**Instructions for the task**
The number of lines holding the string "EvidenceBundleManifest" is all that is wanted; count them in the records below.

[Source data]
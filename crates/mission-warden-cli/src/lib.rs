// crates/mission-warden-cli/src/lib.rs
// ============================================================================
// Module: Mission Warden CLI Library
// Description: Shared helpers for the Mission Warden command-line interface.
// Purpose: Provide reusable components (i18n) for the CLI binary and tests.
// Dependencies: Standard library.
// ============================================================================

//! ## Overview
//! This library module houses shared CLI utilities, including the internationalized
//! message catalog. The binary entry point (`src/main.rs`) imports these helpers
//! to keep all user-facing output consistent.
//!
//! Security posture: CLI inputs are untrusted and must be validated before use.

// ============================================================================
// SECTION: Modules
// ============================================================================

/// Internationalization helpers and message catalog.
pub mod i18n;

#[cfg(test)]
mod tests;
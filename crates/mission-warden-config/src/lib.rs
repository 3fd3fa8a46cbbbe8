// crates/mission-warden-config/src/lib.rs
// ============================================================================
// Module: Mission Warden Config Library
// Description: Canonical config model and fail-closed validation.
// Purpose: Single source of truth for mission-warden.toml semantics.
// Dependencies: mission-warden-core, serde, toml
// ============================================================================

//! ## Overview
//! `mission-warden-config` defines the canonical configuration model for
//! Mission Warden. Configuration inputs are untrusted: loading enforces path,
//! size, and encoding limits, and every section validates against hard caps
//! before any value reaches the dispatcher.

// ============================================================================
// SECTION: Modules
// ============================================================================

pub mod config;

// ============================================================================
// SECTION: Re-Exports
// ============================================================================

pub use config::*;
/// Formats a verification status as a localized label.
fn format_verification_status(status: VerificationStatus) -> String {
    match status {
        VerificationStatus::Pass => t!("bundle.verify.status.pass"),
        VerificationStatus::Fail => t!("bundle.verify.status.fail"),
    }
}

/// Formats a hash digest with its algorithm prefix.
fn format_hash_digest(digest: &HashDigest) -> String {
    let algorithm = match digest.algorithm {
        HashAlgorithm::Sha256 => "sha256",
    };
    format!("{algorithm}:{}", digest.value)
}

// ============================================================================
// SECTION: Locale Helpers
// ============================================================================

/// Resolves the CLI locale from flags and environment.
fn resolve_locale(lang: Option<LangArg>, env_lang: Option<&str>) -> CliResult<Locale> {
    if let Some(lang) = lang {
        return Ok(lang.into());
    }
    if let Some(value) = env_lang {
        return Locale::parse(value).ok_or_else(|| {
            CliError::new(t!("i18n.lang.invalid_env", env = LANG_ENV, value = value))
        });
    }
    Ok(Locale::En)
}

/// Converts CLI language selections into locales.
impl From<LangArg> for Locale {
    fn from(value: LangArg) -> Self {
        match value {
            LangArg::En => Self::En,
            LangArg::Ca => Self::Ca,
        }
    }
}

// ============================================================================
// SECTION: Output Helpers
// ============================================================================

/// Writes a single line to stdout.
fn write_stdout_line(message: &str) -> std::io::Result<()> {
    let mut stdout = std::io::stdout();
    writeln!(&mut stdout, "{message}")
}

/// Writes raw bytes to stdout without adding a newline.
fn write_stdout_bytes(bytes: &[u8]) -> std::io::Result<()> {
    let mut stdout = std::io::stdout();
    stdout.write_all(bytes)
}

/// Writes raw bytes to stdout with a trailing newline.
fn write_stdout_bytes_with_newline(bytes: &[u8]) -> CliResult<()> {
    let mut buffer = bytes.to_vec();
    buffer.push(b'\n');
    write_stdout_bytes(&buffer).map_err(|err| CliError::new(output_error("stdout", &err)))
}

/// Computes canonical JSON bytes for output rendering.
fn canonical_output_bytes<T: Serialize>(value: &T) -> CliResult<Vec<u8>> {
    serde_jcs::to_vec(value)
        .map_err(|err| CliError::new(t!("output.serialize_failed", error = err)))
}

/// Writes a single line to stderr.
fn write_stderr_line(message: &str) -> std::io::Result<()> {
    let mut stderr = std::io::stderr();
    writeln!(&mut stderr, "{message}")
}

/// Formats a localized output error message.
fn output_error(stream: &str, error: &std::io::Error) -> String {
    let stream_label = match stream {
        "stdout" => t!("output.stream.stdout"),
        "stderr" => t!("output.stream.stderr"),
        _ => t!("output.stream.unknown"),
    };
    t!("output.write_failed", stream = stream_label, error = error)
}

/// Emits an error message to stderr and returns a failure exit code.
fn emit_error(message: &str) -> ExitCode {
    let _ = write_stderr_line(message);
    ExitCode::FAILURE
}
// crates/mission-warden-core/tests/evidence_unit.rs
// ============================================================================
// Module: Evidence Bundle Tests
// Description: Validates the recorder, bundle stores, and offline verifier.
// Purpose: Ensure bundles stay append-only, hashed, and fail closed on load.
// Dependencies: mission-warden-core, serde_json, tempfile
// ============================================================================

//! ## Overview
//! Exercises the evidence layer: sequence numbering, record deduplication,
//! artifact attestation against a tempdir, the single terminal transition,
//! filesystem and in-memory stores, and verifier failure modes.

#![allow(
    clippy::panic,
    clippy::print_stdout,
    clippy::print_stderr,
    clippy::unwrap_used,
    clippy::expect_used,
    clippy::use_debug,
    clippy::dbg_macro,
    clippy::panic_in_result_fn,
    clippy::unwrap_in_result,
    reason = "Test-only assertions and helpers are permitted."
)]

use std::fs;

use mission_warden_core::BundleId;
use mission_warden_core::BundleStatus;
use mission_warden_core::BundleStore;
use mission_warden_core::BundleVerifier;
use mission_warden_core::CallId;
use mission_warden_core::CanonicalAgentId;
use mission_warden_core::CheckpointKind;
use mission_warden_core::DEFAULT_HASH_ALGORITHM;
use mission_warden_core::EvidenceBundleManifest;
use mission_warden_core::EvidenceIoError;
use mission_warden_core::EvidenceRecorder;
use mission_warden_core::FsBundleStore;
use mission_warden_core::InMemoryBundleStore;
use mission_warden_core::MANIFEST_FILE_NAME;
use mission_warden_core::MANIFEST_VERSION;
use mission_warden_core::MissionId;
use mission_warden_core::ReportedTest;
use mission_warden_core::SkippedTask;
use mission_warden_core::TaskId;
use mission_warden_core::Timestamp;
use mission_warden_core::ToolCallEvent;
use mission_warden_core::VerificationStatus;
use mission_warden_core::hash_bytes;
use serde_json::Value;
use tempfile::TempDir;

// ============================================================================
// SECTION: Test Fixtures
// ============================================================================

const AT: Timestamp = Timestamp::Logical(7);

fn manifest() -> EvidenceBundleManifest {
    EvidenceBundleManifest::new(
        BundleId::new("bundle-1"),
        Some(MissionId::new("mission-alpha")),
        None,
        None,
        Timestamp::Logical(0),
    )
}

fn recorder() -> EvidenceRecorder {
    EvidenceRecorder::new(manifest())
}

fn call_event(attempt: u32) -> ToolCallEvent {
    ToolCallEvent {
        call_id: CallId::new(format!("call-{attempt}")),
        task_id: TaskId::new("build"),
        agent: CanonicalAgentId::new("iam-dev"),
        tool: None,
        attempt,
        input_hash: hash_bytes(DEFAULT_HASH_ALGORITHM, b"inputs"),
        output_hash: None,
        success: true,
        error: None,
        duration_ms: 4,
        at: AT,
    }
}

fn passing_test(name: &str) -> ReportedTest {
    ReportedTest {
        name: name.to_string(),
        passed: true,
        duration_ms: 2,
    }
}

// ============================================================================
// SECTION: Sequencing and Deduplication
// ============================================================================

#[test]
fn sequence_numbers_are_monotone_across_record_kinds() {
    let mut recorder = recorder();
    recorder.record_task_skipped(TaskId::new("a"), "reason").expect("skip");
    let call_seq = recorder.record_tool_call(call_event(1)).expect("call");
    recorder.record_test(Some(TaskId::new("a")), &passing_test("unit"), AT).expect("test");
    recorder.record_checkpoint(CheckpointKind::MissionCompiled, None, "plan hash x", AT)
        .expect("checkpoint");

    let manifest = recorder.manifest();
    assert_eq!(manifest.tasks_skipped[0].seq, 0);
    assert_eq!(call_seq, 1);
    assert_eq!(manifest.tool_calls[0].seq, 1);
    assert_eq!(manifest.tests_run[0].seq, 2);
    assert_eq!(manifest.checkpoints[0].seq, 3);
}

#[test]
fn planned_executed_and_agent_records_deduplicate() {
    let mut recorder = recorder();
    recorder.record_task_planned(TaskId::new("build")).expect("planned");
    recorder.record_task_planned(TaskId::new("build")).expect("planned again");
    recorder.record_task_executed(TaskId::new("build")).expect("executed");
    recorder.record_task_executed(TaskId::new("build")).expect("executed again");
    recorder.record_agent_invoked(&CanonicalAgentId::new("iam-dev")).expect("agent");
    recorder.record_agent_invoked(&CanonicalAgentId::new("iam-dev")).expect("agent again");

    let manifest = recorder.manifest();
    assert_eq!(manifest.tasks_planned.len(), 1);
    assert_eq!(manifest.tasks_executed.len(), 1);
    assert_eq!(manifest.agents_invoked.len(), 1);
}

#[test]
fn sequence_resumes_after_the_highest_stored_record() {
    let mut first = recorder();
    first.record_task_skipped(TaskId::new("a"), "reason").expect("skip");
    first.record_checkpoint(CheckpointKind::MissionCompiled, None, "plan hash x", AT)
        .expect("checkpoint");

    let mut resumed = EvidenceRecorder::new(first.into_manifest());
    resumed.record_task_skipped(TaskId::new("b"), "later").expect("skip");
    assert_eq!(resumed.manifest().tasks_skipped[1].seq, 2);
}

// ============================================================================
// SECTION: Artifact Integrity
// ============================================================================

#[test]
fn artifact_hashes_are_immutable_once_recorded() {
    let dir = TempDir::new().expect("tempdir");
    fs::write(dir.path().join("out.txt"), b"first").expect("write artifact");

    let mut recorder = recorder();
    let digest = recorder
        .add_artifact_file(Some(TaskId::new("build")), dir.path(), "out.txt", AT)
        .expect("record artifact");
    assert_eq!(digest, hash_bytes(DEFAULT_HASH_ALGORITHM, b"first"));

    fs::write(dir.path().join("out.txt"), b"second").expect("mutate artifact");
    assert_eq!(recorder.manifest().artifacts[0].hash, digest);

    let failures = recorder.validate_artifacts(dir.path());
    assert_eq!(failures.len(), 1);
    assert_eq!(failures[0].path, "out.txt");
    assert_eq!(failures[0].detail, "content hash mismatch");
}
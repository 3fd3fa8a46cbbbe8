// crates/mission-warden-core/src/runtime/mod.rs
// ============================================================================
// Module: Mission Warden Runtime
// Description: Dispatcher, evidence recorder, bundle stores, and verifier.
// Purpose: Execute compiled plans against agents and persist their evidence.
// Dependencies: crate::{core, interfaces}
// ============================================================================

//! ## Overview
//! Runtime modules drive compiled missions through the dispatch loop, record
//! every observable step into evidence bundles, persist bundles behind the
//! store seam, and replay integrity checks over stored bundles. All outer
//! surfaces call into the same dispatcher logic to preserve invariance.

// ============================================================================
// SECTION: Submodules
// ============================================================================

pub mod dispatcher;
pub mod recorder;
pub mod store;
pub mod verifier;

// ============================================================================
// SECTION: Re-Exports
// ============================================================================

pub use dispatcher::DEFAULT_MAX_RETRIES;
pub use dispatcher::DEFAULT_PARALLELISM;
pub use dispatcher::DEFAULT_TIMEOUT_MS;
pub use dispatcher::DispatchError;
pub use dispatcher::DispatchOutcome;
pub use dispatcher::Dispatcher;
pub use dispatcher::DispatcherConfig;
pub use dispatcher::SKIP_DEPENDENCY_NOT_SATISFIED;
pub use dispatcher::SKIP_MISSION_ABORTED;
pub use dispatcher::SKIP_MISSION_CANCELLED;
pub use dispatcher::SKIP_REMAINING;
pub use dispatcher::UPSTREAM_INPUT_KEY;
pub use recorder::ArtifactFailure;
pub use recorder::EvidenceRecorder;
pub use recorder::SharedRecorder;
pub use recorder::ToolCallEvent;
pub use store::FsBundleStore;
pub use store::InMemoryBundleStore;
pub use store::MANIFEST_FILE_NAME;
pub use store::SharedBundleStore;
pub use verifier::BundleVerifier;
pub use verifier::VerificationReport;
pub use verifier::VerificationStatus;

**Exercise response**
3